Through the ACT High School CPR Program, students will be prepared to help a parent or grandparent should they experience a heart attack, a brother, sister or child they are babysitting should they choke, or a friend involved in a drowning emergency. “The Chain of Survival begins at the moment a patient’s illness or injury occurs. The first link must be strong, durable and talented. The ACT High School CPR Program builds that link and we at STARS are proud to play a role,” says Dr. Greg Powell, CEO of the STARS Foundation. As founding provincial partner of the ACT High School CPR Program, the STARS Foundation has committed $159,000 to help implement the program throughout Alberta.

Schools embrace the program with enthusiasm. “The skills our students will learn are an excellent preparation for life,” says Jim Gibbons, Superintendent of Chinook’s Edge School Division. “The skills being taught will ensure our students face critical situations throughout their lives with knowledge and confidence.”

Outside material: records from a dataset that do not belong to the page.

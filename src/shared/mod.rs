//! Cross-cutting helpers (configuration).

pub mod config;
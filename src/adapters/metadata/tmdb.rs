//! TMDb search client. Implements MetadataPort (remote, uncached).
//!
//! Movies go to `/search/movie` (`release_date`), series to `/search/tv` (`first_air_date`).
//! The first result wins.

use crate::domain::{Category, DomainError};
use crate::ports::MetadataPort;
use serde::Deserialize;
use tracing::{debug, warn};

pub const DEFAULT_TMDB_API_URL: &str = "https://api.themoviedb.org/3";

pub struct TmdbClient {
    client: reqwest::Client,
    api_url: String,
    api_key: String,
}

#[derive(Debug, Deserialize)]
struct SearchResponse {
    #[serde(default)]
    results: Vec<SearchResult>,
}

#[derive(Debug, Deserialize)]
struct SearchResult {
    #[serde(default)]
    release_date: Option<String>,
    #[serde(default)]
    first_air_date: Option<String>,
}

impl TmdbClient {
    pub fn new(api_url: String, api_key: String) -> Self {
        Self {
            client: reqwest::Client::new(),
            api_url: api_url.trim_end_matches('/').to_string(),
            api_key,
        }
    }

    fn search_url(&self, kind: Category) -> Option<String> {
        let path = match kind {
            Category::Movie => "search/movie",
            Category::Series => "search/tv",
            Category::Unknown => return None,
        };
        Some(format!("{}/{}", self.api_url, path))
    }

    fn first_year(response: &SearchResponse) -> Option<u16> {
        let first = response.results.first()?;
        first
            .release_date
            .as_deref()
            .or(first.first_air_date.as_deref())
            .and_then(year_from_date)
    }
}

/// `"2017-12-01"` -> `2017`. Empty or malformed dates give `None`.
pub fn year_from_date(date: &str) -> Option<u16> {
    date.split('-')
        .next()
        .filter(|y| y.len() == 4)
        .and_then(|y| y.parse().ok())
}

#[async_trait::async_trait]
impl MetadataPort for TmdbClient {
    async fn lookup_year(
        &self,
        title: &str,
        kind: Category,
        _season: Option<u16>,
    ) -> Result<Option<u16>, DomainError> {
        let Some(url) = self.search_url(kind) else {
            return Ok(None);
        };

        let response = self
            .client
            .get(&url)
            .query(&[("api_key", self.api_key.as_str()), ("query", title)])
            .send()
            .await
            .map_err(|e| DomainError::Metadata(format!("HTTP request failed: {}", e)))?;

        if !response.status().is_success() {
            let status = response.status();
            let text = response.text().await.unwrap_or_default();
            warn!(status = %status, body = %text, "TMDb returned error");
            return Err(DomainError::Metadata(format!(
                "API error {}: {}",
                status,
                text.chars().take(200).collect::<String>()
            )));
        }

        let body: SearchResponse = response
            .json()
            .await
            .map_err(|e| DomainError::Metadata(format!("Failed to parse TMDb response: {}", e)))?;

        let year = Self::first_year(&body);
        debug!(title, kind = kind.as_str(), ?year, "TMDb lookup");
        Ok(year)
    }
}
//! SQLite-backed metadata cache via libsql. Implements MetadataCachePort.
//!
//! Uses the same libsql backend as grammers-session to avoid duplicate SQLite symbol link errors.
//! One `metadata` table keyed by (normalized title, kind, season). Season is -1 when absent.
//! Database file: data/metadata.db

use crate::domain::{Category, DomainError};
use crate::ports::MetadataCachePort;
use libsql::{Database, params};
use std::path::{Path, PathBuf};
use tracing::{debug, info};

const METADATA_TABLE: &str = r#"
CREATE TABLE IF NOT EXISTS metadata (
    title TEXT NOT NULL,
    kind TEXT NOT NULL,
    season INTEGER NOT NULL DEFAULT -1,
    year INTEGER NOT NULL,
    updated_at INTEGER NOT NULL,
    PRIMARY KEY (title, kind, season)
)"#;

const NO_SEASON: i64 = -1;

pub struct SqliteMetadataCache {
    db: Database,
    db_path: PathBuf,
}

impl SqliteMetadataCache {
    /// Open (or create) `metadata.db` in `base_dir` and ensure the schema exists.
    /// Sets WAL mode and synchronous=NORMAL.
    pub async fn connect(base_dir: impl AsRef<Path>) -> Result<Self, DomainError> {
        let base = base_dir.as_ref();
        std::fs::create_dir_all(base).map_err(|e| DomainError::State(e.to_string()))?;
        let db_path = base.join("metadata.db");
        let path_str = db_path.to_string_lossy();
        let db = libsql::Builder::new_local(path_str.as_ref())
            .build()
            .await
            .map_err(|e| DomainError::State(e.to_string()))?;
        let conn = db.connect().map_err(|e| DomainError::State(e.to_string()))?;

        // PRAGMA returns a row; execute() fails when rows come back, so drain a query.
        for pragma in ["PRAGMA journal_mode=WAL", "PRAGMA synchronous=NORMAL"] {
            let mut rows = conn
                .query(pragma, ())
                .await
                .map_err(|e| DomainError::State(format!("{pragma} failed: {e}")))?;
            while rows
                .next()
                .await
                .map_err(|e| DomainError::State(e.to_string()))?
                .is_some()
            {}
        }

        conn.execute(METADATA_TABLE, ())
            .await
            .map_err(|e| DomainError::State(e.to_string()))?;

        info!(path = %db_path.display(), "metadata cache opened (WAL)");
        Ok(Self { db, db_path })
    }

    pub fn path(&self) -> &Path {
        &self.db_path
    }
}

/// Cache key form of a title: lowercase, single spaces.
pub fn normalize_title(title: &str) -> String {
    title
        .split_whitespace()
        .collect::<Vec<_>>()
        .join(" ")
        .to_lowercase()
}

fn season_key(season: Option<u16>) -> i64 {
    season.map(i64::from).unwrap_or(NO_SEASON)
}

#[async_trait::async_trait]
impl MetadataCachePort for SqliteMetadataCache {
    async fn get_year(
        &self,
        title: &str,
        kind: Category,
        season: Option<u16>,
    ) -> Result<Option<u16>, DomainError> {
        let conn = self
            .db
            .connect()
            .map_err(|e| DomainError::State(e.to_string()))?;
        let mut rows = conn
            .query(
                "SELECT year FROM metadata WHERE title = ?1 AND kind = ?2 AND season = ?3",
                params![normalize_title(title), kind.as_str(), season_key(season)],
            )
            .await
            .map_err(|e| DomainError::State(e.to_string()))?;
        let Some(row) = rows
            .next()
            .await
            .map_err(|e| DomainError::State(e.to_string()))?
        else {
            return Ok(None);
        };
        let year: i64 = row.get(0).map_err(|e| DomainError::State(e.to_string()))?;
        Ok(u16::try_from(year).ok())
    }

    async fn save_year(
        &self,
        title: &str,
        kind: Category,
        season: Option<u16>,
        year: u16,
    ) -> Result<(), DomainError> {
        let conn = self
            .db
            .connect()
            .map_err(|e| DomainError::State(e.to_string()))?;
        conn.execute(
            r#"
            INSERT INTO metadata (title, kind, season, year, updated_at)
            VALUES (?1, ?2, ?3, ?4, ?5)
            ON CONFLICT (title, kind, season) DO UPDATE SET year = excluded.year, updated_at = excluded.updated_at
            "#,
            params![
                normalize_title(title),
                kind.as_str(),
                season_key(season),
                i64::from(year),
                chrono::Utc::now().timestamp()
            ],
        )
        .await
        .map_err(|e| DomainError::State(e.to_string()))?;
        debug!(title, kind = kind.as_str(), ?season, year, "metadata cached");
        Ok(())
    }
}

#[cfg(test)]
mod tests {
    use super::*;

    #[tokio::test]
    async fn miss_then_hit_after_save() {
        let dir = tempfile::tempdir().unwrap();
        let cache = SqliteMetadataCache::connect(dir.path()).await.unwrap();

        assert_eq!(cache.get_year("Dune", Category::Movie, None).await.unwrap(), None);
        cache.save_year("Dune", Category::Movie, None, 2021).await.unwrap();
        assert_eq!(
            cache.get_year("  dune ", Category::Movie, None).await.unwrap(),
            Some(2021)
        );
    }

    #[tokio::test]
    async fn key_includes_kind_and_season() {
        let dir = tempfile::tempdir().unwrap();
        let cache = SqliteMetadataCache::connect(dir.path()).await.unwrap();

        cache.save_year("Fargo", Category::Movie, None, 1996).await.unwrap();
        cache.save_year("Fargo", Category::Series, Some(1), 2014).await.unwrap();

        assert_eq!(cache.get_year("Fargo", Category::Movie, None).await.unwrap(), Some(1996));
        assert_eq!(cache.get_year("Fargo", Category::Series, Some(1)).await.unwrap(), Some(2014));
        assert_eq!(cache.get_year("Fargo", Category::Series, Some(2)).await.unwrap(), None);
    }

    #[tokio::test]
    async fn save_overwrites_and_survives_reopen() {
        let dir = tempfile::tempdir().unwrap();
        {
            let cache = SqliteMetadataCache::connect(dir.path()).await.unwrap();
            cache.save_year("Heat", Category::Movie, None, 1990).await.unwrap();
            cache.save_year("Heat", Category::Movie, None, 1995).await.unwrap();
        }
        let cache = SqliteMetadataCache::connect(dir.path()).await.unwrap();
        assert_eq!(cache.get_year("Heat", Category::Movie, None).await.unwrap(), Some(1995));
        assert!(cache.path().ends_with("metadata.db"));
    }

    #[test]
    fn titles_normalize() {
        assert_eq!(normalize_title("  The   Office "), "the office");
    }
}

The Advanced Coronary Treatment (ACT) Foundation is a national, non-profit organization dedicated to establishing CPR as required learning in every Canadian high school. ACT works in partnership with health professionals, service clubs, government and the community to help school boards establish the program. ACT raises funds for CPR mannequins and resources needed by schools. The ACT High School CPR Program already exists in several hundred schools in Ontario, Quebec, British Columbia, Manitoba and Alberta. ACT’s corporate health partners are committed to ACT’s cross-Canada expansion of the program. They are companies in the research-based pharmaceutical industry: AstraZeneca, Aventis Pharma, Bayer Healthcare, Pfizer Canada and Pharmacia Canada.